As the precise effect of generic substitution is unknown, the expected savings have been modelled, including assumptions about the proportion of prescriptions GPs will tick to exclude substitution. When the assumptions on generic substitution savings are combined with the price cuts in the table, it is thought unlikely that exactly 5% will be delivered. Therefore, the agreement includes a provision by which either the DoH or the ABPI will be able to call for a review to be undertaken of the savings being delivered with a view to adjustments being made to correct any under- or over-delivery of 5% over the term of the new scheme.  

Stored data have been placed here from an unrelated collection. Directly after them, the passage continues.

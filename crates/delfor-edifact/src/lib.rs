//! # delfor-edifact
//!
//! DELFOR parsing engine.
//!
//! Raw interchange text is split into segments, each segment is classified
//! by tag, and a partner-specific [`PartnerStrategy`] reduces the segment
//! stream into [`delfor_model::Entities`]. Parsing is best-effort: short
//! segments, unknown codes and unreadable dates degrade gracefully and
//! never abort a parse. Only reading the input can fail.
//!
//! ```rust
//! use delfor_edifact::parse;
//! use delfor_model::Dialect;
//!
//! let entities = parse(
//!     "LIN+1++3965432:IN'SCC+1'QTY+1:120'DTM+2:20240401:102'",
//!     Dialect::Cummins,
//! );
//! assert_eq!(entities.deliveries[0].date, "01.04.2024");
//! ```

pub mod codes;
pub mod dates;
pub mod dialect;
pub mod segment;
pub mod syntax;
pub mod tokenizer;

pub use dates::{NormalizedDate, WeekNumber, iso_week, normalize_date};
pub use dialect::{PartnerStrategy, strategy_for};
pub use segment::Segment;
pub use syntax::Separators;
pub use tokenizer::{Tokenizer, tokenize};

use delfor_model::{Dialect, Entities};
use std::path::{Path, PathBuf};
use thiserror::Error;
use tracing::debug;

/// Errors that can occur when loading DELFOR interchanges
#[derive(Error, Debug)]
pub enum Error {
    #[error("Cannot read interchange '{path}': {source}")]
    Read {
        path: PathBuf,
        #[source]
        source: std::io::Error,
    },
}

pub type Result<T> = std::result::Result<T, Error>;

/// Parser bound to one dialect
#[derive(Debug, Clone, Copy)]
pub struct DelforParser {
    dialect: Dialect,
    separators: Separators,
}

impl DelforParser {
    /// Create a parser for a dialect with the default separators
    pub fn new(dialect: Dialect) -> Self {
        Self {
            dialect,
            separators: Separators::default(),
        }
    }

    pub fn dialect(&self) -> Dialect {
        self.dialect
    }

    /// Parse interchange text. Every call starts from an empty entity set.
    pub fn parse(&self, text: &str) -> Entities {
        let segments = segment::classify_all(text, self.separators);
        debug!(
            dialect = %self.dialect,
            segments = segments.len(),
            "Parsing DELFOR interchange"
        );
        strategy_for(self.dialect).parse_segments(&segments)
    }

    /// Parse raw bytes, replacing invalid UTF-8 sequences
    pub fn parse_bytes(&self, data: &[u8]) -> Entities {
        self.parse(&String::from_utf8_lossy(data))
    }

    /// Read and parse an interchange file
    pub fn parse_file(&self, path: impl AsRef<Path>) -> Result<Entities> {
        let text = read_interchange(path)?;
        Ok(self.parse(&text))
    }
}

/// Parse interchange text for a dialect
pub fn parse(text: &str, dialect: Dialect) -> Entities {
    DelforParser::new(dialect).parse(text)
}

/// Read an interchange file as text, replacing invalid UTF-8 sequences
pub fn read_interchange(path: impl AsRef<Path>) -> Result<String> {
    let path = path.as_ref();
    let data = std::fs::read(path).map_err(|source| Error::Read {
        path: path.to_path_buf(),
        source,
    })?;
    Ok(decode_interchange(&data))
}

/// Decode interchange bytes, replacing invalid UTF-8 sequences
pub fn decode_interchange(data: &[u8]) -> String {
    String::from_utf8_lossy(data).into_owned()
}

#[cfg(test)]
mod tests {
    use super::*;

    #[test]
    fn test_parse_is_idempotent() {
        let text = "UNB+UNOC:3+S+R+240315:0930+1'LIN+1++P:IN'SCC+4'QTY+1:5'DTM+2:20240401:102'";
        let parser = DelforParser::new(Dialect::Cummins);
        assert_eq!(parser.parse(text), parser.parse(text));
    }

    #[test]
    fn test_parse_bytes_replaces_invalid_utf8() {
        let mut data = b"NAD+SU+1++ACME ".to_vec();
        data.push(0xFF);
        data.extend_from_slice(b"'");
        let entities = DelforParser::new(Dialect::Cummins).parse_bytes(&data);
        let supplier = entities.partners.get(delfor_model::PartyRole::Supplier).unwrap();
        assert!(supplier.starts_with("ACME"));
        assert!(supplier.contains('\u{FFFD}'));
    }

    #[test]
    fn test_missing_file_is_an_error() {
        let err = read_interchange("/definitely/not/here.edi").unwrap_err();
        assert!(err.to_string().contains("/definitely/not/here.edi"));
    }
}
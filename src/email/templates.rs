/// Subject line of the verification email.
pub const VERIFICATION_SUBJECT: &str = "Verify your email";

/// HTML body for the email verification message.
pub fn verification_email(name: &str, link: &str) -> String {
    let name = escape_html(name);
    let link = escape_html(link);
    format!(
        r#"<!DOCTYPE html>
<html>
<head>
    <meta charset="utf-8">
    <title>Verify your email</title>
</head>
<body style="font-family: Arial, sans-serif; max-width: 600px; margin: 0 auto; padding: 20px;">
    <h1 style="color: #333;">Hi {name},</h1>
    <p>Please confirm your email address by clicking the button below:</p>
    <p style="text-align: center; margin: 30px 0;">
        <a href="{link}" style="background-color: #4CAF50; color: white; padding: 14px 28px; text-decoration: none; border-radius: 4px; display: inline-block;">
            Verify Email
        </a>
    </p>
    <p>Or copy and paste this link into your browser:</p>
    <p style="word-break: break-all; color: #666;">{link}</p>
    <p style="color: #999; font-size: 12px; margin-top: 30px;">
        This link will expire in 30 minutes. If you didn't try to sign in, you can safely ignore this email.
    </p>
</body>
</html>"#
    )
}

fn escape_html(raw: &str) -> String {
    let mut out = String::with_capacity(raw.len());
    for c in raw.chars() {
        match c {
            '&' => out.push_str("&amp;"),
            '<' => out.push_str("&lt;"),
            '>' => out.push_str("&gt;"),
            '"' => out.push_str("&quot;"),
            '\'' => out.push_str("&#39;"),
            _ => out.push(c),
        }
    }
    out
}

The second change over the “outline” agreement announced earlier this year relates to a potential additional price cut of 2% if the drugs bill growth exceeds 6.7% in 2008 or 2009. This will no longer form part of the new scheme. The DoH and the ABPI have agreed that there will instead be an additional price cut of 1% in January 2010. The additional price cut will not be contingent on growth in the drugs bill.

See table  

As in the 2005 scheme, the new scheme provides a framework for imposing reasonable limits on the profits to be made from the supply of medicines to the NHS, with annual financial returns required from members (AFRs). The new scheme takes account of developments and changes agreed in negotiations, specifically the need to encourage research and development. Accordingly there is an increase in the R&D allowance to a maximum of 30% of NHS sales.